[[ Supplied data open ]]

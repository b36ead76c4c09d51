use std::io::Cursor;

use super::*;

fn png_bytes(width: u32, height: u32, rgba: Vec<u8>) -> Vec<u8> {
    let img = image::RgbaImage::from_raw(width, height, rgba).unwrap();
    let mut buf = Vec::new();
    image::DynamicImage::ImageRgba8(img)
        .write_to(&mut Cursor::new(&mut buf), image::ImageFormat::Png)
        .unwrap();
    buf
}

#[test]
fn decode_image_png_dimensions_and_premul() {
    let buf = png_bytes(1, 1, vec![100u8, 50u8, 200u8, 128u8]);

    let decoded = decode_image(&buf).unwrap();
    assert_eq!(decoded.width, 1);
    assert_eq!(decoded.height, 1);
    assert_eq!(
        decoded.rgba8_premul.as_slice(),
        &[
            ((100u16 * 128 + 127) / 255) as u8,
            ((50u16 * 128 + 127) / 255) as u8,
            ((200u16 * 128 + 127) / 255) as u8,
            128u8
        ]
    );
}

#[test]
fn decode_keeps_natural_size() {
    let buf = png_bytes(7, 3, vec![9u8; 7 * 3 * 4]);
    let decoded = decode_image(&buf).unwrap();
    assert_eq!((decoded.width, decoded.height), (7, 3));
    assert_eq!(decoded.rgba8_premul.len(), 7 * 3 * 4);
}

#[test]
fn decode_garbage_is_an_error() {
    let err = decode_image(b"definitely not an image").unwrap_err();
    assert!(err.to_string().contains("decode image from memory"));
}
use std::ops::{Deref, DerefMut};

use crate::assets::RasterImage;
use crate::assets::color::parse_css_color;
use crate::foundation::core::{Affine, Rgba8, Vec2};
use crate::foundation::error::TextBehindResult;
use crate::render::FrameRGBA;
use crate::text::FontSpec;

/// Horizontal placement of text relative to its anchor.
#[derive(Clone, Copy, Debug, Default, PartialEq, Eq)]
pub enum TextAlign {
    /// Text starts at the anchor.
    #[default]
    Start,
    /// Text is centered on the anchor.
    Center,
    /// Text ends at the anchor.
    End,
}

/// Vertical placement of text relative to its anchor.
#[derive(Clone, Copy, Debug, Default, PartialEq, Eq)]
pub enum TextBaseline {
    /// The alphabetic baseline sits on the anchor.
    #[default]
    Alphabetic,
    /// The top of the em box sits on the anchor.
    Top,
    /// The middle of the em box sits on the anchor.
    Middle,
    /// The bottom of the em box sits on the anchor.
    Bottom,
}

/// Mutable drawing state, saved and restored as a unit.
#[derive(Clone, Debug, PartialEq)]
pub struct SurfaceState {
    /// Current transform from user space to surface pixels.
    pub transform: Affine,
    /// Current font.
    pub font: FontSpec,
    /// Current fill color (straight alpha).
    pub fill: Rgba8,
    /// Current horizontal text alignment.
    pub text_align: TextAlign,
    /// Current text baseline.
    pub text_baseline: TextBaseline,
}

impl Default for SurfaceState {
    fn default() -> Self {
        Self {
            transform: Affine::IDENTITY,
            font: FontSpec::default(),
            fill: Rgba8::BLACK,
            text_align: TextAlign::default(),
            text_baseline: TextBaseline::default(),
        }
    }
}

/// Current state plus the stack of saved states.
#[derive(Clone, Debug, Default)]
pub struct StateStack {
    current: SurfaceState,
    saved: Vec<SurfaceState>,
}

impl StateStack {
    /// Current state.
    pub fn current(&self) -> &SurfaceState {
        &self.current
    }

    /// Current state, mutably.
    pub fn current_mut(&mut self) -> &mut SurfaceState {
        &mut self.current
    }

    /// Push a copy of the current state.
    pub fn save(&mut self) {
        self.saved.push(self.current.clone());
    }

    /// Pop the last saved state. Restoring with nothing saved is a no-op.
    pub fn restore(&mut self) {
        if let Some(prev) = self.saved.pop() {
            self.current = prev;
        }
    }

    /// Number of saved states.
    pub fn depth(&self) -> usize {
        self.saved.len()
    }
}

/// 2D raster target with a canvas-style state model.
///
/// Coordinates are surface pixels with the y axis pointing down. Transforms compose by
/// post-multiplication: `rotate` and `translate` apply in the current user space.
pub trait DrawingSurface {
    /// Width in pixels.
    fn width(&self) -> u32;
    /// Height in pixels.
    fn height(&self) -> u32;
    /// State stack.
    fn states(&self) -> &StateStack;
    /// State stack, mutably.
    fn states_mut(&mut self) -> &mut StateStack;

    /// Draw an image at its natural size with its top-left corner at `(x, y)` in user space.
    fn draw_image(&mut self, image: &RasterImage, x: f64, y: f64) -> TextBehindResult<()>;

    /// Fill `text` anchored at `(x, y)` with the current font, fill, alignment and transform.
    ///
    /// Empty text draws nothing.
    fn fill_text(&mut self, text: &str, x: f64, y: f64) -> TextBehindResult<()>;

    /// Render everything drawn so far and read back the pixels.
    fn snapshot(&mut self) -> TextBehindResult<FrameRGBA>;

    /// Current state.
    fn state(&self) -> &SurfaceState {
        self.states().current()
    }

    /// Save the current state.
    fn save(&mut self) {
        self.states_mut().save();
    }

    /// Restore the most recently saved state.
    fn restore(&mut self) {
        self.states_mut().restore();
    }

    /// Current transform.
    fn transform(&self) -> Affine {
        self.state().transform
    }

    /// Replace the current transform.
    fn set_transform(&mut self, transform: Affine) {
        self.states_mut().current_mut().transform = transform;
    }

    /// Rotate the user space by `radians` about its origin.
    fn rotate(&mut self, radians: f64) {
        let state = self.states_mut().current_mut();
        state.transform = state.transform * Affine::rotate(radians);
    }

    /// Move the user-space origin by `(dx, dy)`.
    fn translate(&mut self, dx: f64, dy: f64) {
        let state = self.states_mut().current_mut();
        state.transform = state.transform * Affine::translate(Vec2::new(dx, dy));
    }

    /// Set the font.
    fn set_font(&mut self, font: &FontSpec) {
        self.states_mut().current_mut().font = font.clone();
    }

    /// Set the fill color from a CSS color string.
    ///
    /// Unparseable colors are ignored and the previous fill is kept.
    fn set_fill_color(&mut self, color: &str) {
        match parse_css_color(color) {
            Ok(fill) => self.states_mut().current_mut().fill = fill,
            Err(reason) => {
                tracing::warn!(color = %color, %reason, "ignoring unparseable fill color");
            }
        }
    }

    /// Set the horizontal text alignment.
    fn set_text_align(&mut self, align: TextAlign) {
        self.states_mut().current_mut().text_align = align;
    }

    /// Set the text baseline.
    fn set_text_baseline(&mut self, baseline: TextBaseline) {
        self.states_mut().current_mut().text_baseline = baseline;
    }
}

/// Scoped state override.
///
/// Saves the surface state when created and restores it when dropped, so early returns and
/// unwinding cannot leak a transform or style change. Guards nest.
pub struct StateGuard<'a, S: DrawingSurface + ?Sized> {
    surface: &'a mut S,
}

impl<'a, S: DrawingSurface + ?Sized> StateGuard<'a, S> {
    /// Save the state of `surface`.
    pub fn new(surface: &'a mut S) -> Self {
        surface.save();
        Self { surface }
    }
}

impl<S: DrawingSurface + ?Sized> Deref for StateGuard<'_, S> {
    type Target = S;

    fn deref(&self) -> &S {
        self.surface
    }
}

impl<S: DrawingSurface + ?Sized> DerefMut for StateGuard<'_, S> {
    fn deref_mut(&mut self) -> &mut S {
        self.surface
    }
}

impl<S: DrawingSurface + ?Sized> Drop for StateGuard<'_, S> {
    fn drop(&mut self) {
        self.surface.restore();
    }
}

/// Allocates drawing surfaces.
pub trait SurfaceProvider {
    /// Surface type produced.
    type Surface: DrawingSurface;

    /// Allocate a transparent `width x height` surface.
    ///
    /// Fails with `SurfaceUnavailable` when the platform cannot provide one.
    fn create_surface(&self, width: u32, height: u32) -> TextBehindResult<Self::Surface>;
}

/// Offset from the anchor to the layout origin of a single line of text.
///
/// Layout space has its origin at the top-left of the line box with `baseline_y` the distance
/// from the top to the alphabetic baseline; `ascent` and `descent` are both positive.
pub(crate) fn text_anchor_offset(
    width: f64,
    ascent: f64,
    descent: f64,
    baseline_y: f64,
    align: TextAlign,
    baseline: TextBaseline,
) -> Vec2 {
    let dx = match align {
        TextAlign::Start => 0.0,
        TextAlign::Center => -width / 2.0,
        TextAlign::End => -width,
    };
    let anchor_y = match baseline {
        TextBaseline::Alphabetic => baseline_y,
        TextBaseline::Top => baseline_y - ascent,
        TextBaseline::Middle => baseline_y - (ascent - descent) / 2.0,
        TextBaseline::Bottom => baseline_y + descent,
    };
    Vec2::new(dx, -anchor_y)
}

#[cfg(test)]
#[path = "../../tests/unit/render/surface.rs"]
mod tests;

[[ Supplied data closed ]]

### Exercise description
Would you please copy all lines in the data that contain the word "style"?

### Reply to the exercise
/// 2D raster target with a canvas-style state model.
/// unwinding cannot leak a transform or style change. Guards nest.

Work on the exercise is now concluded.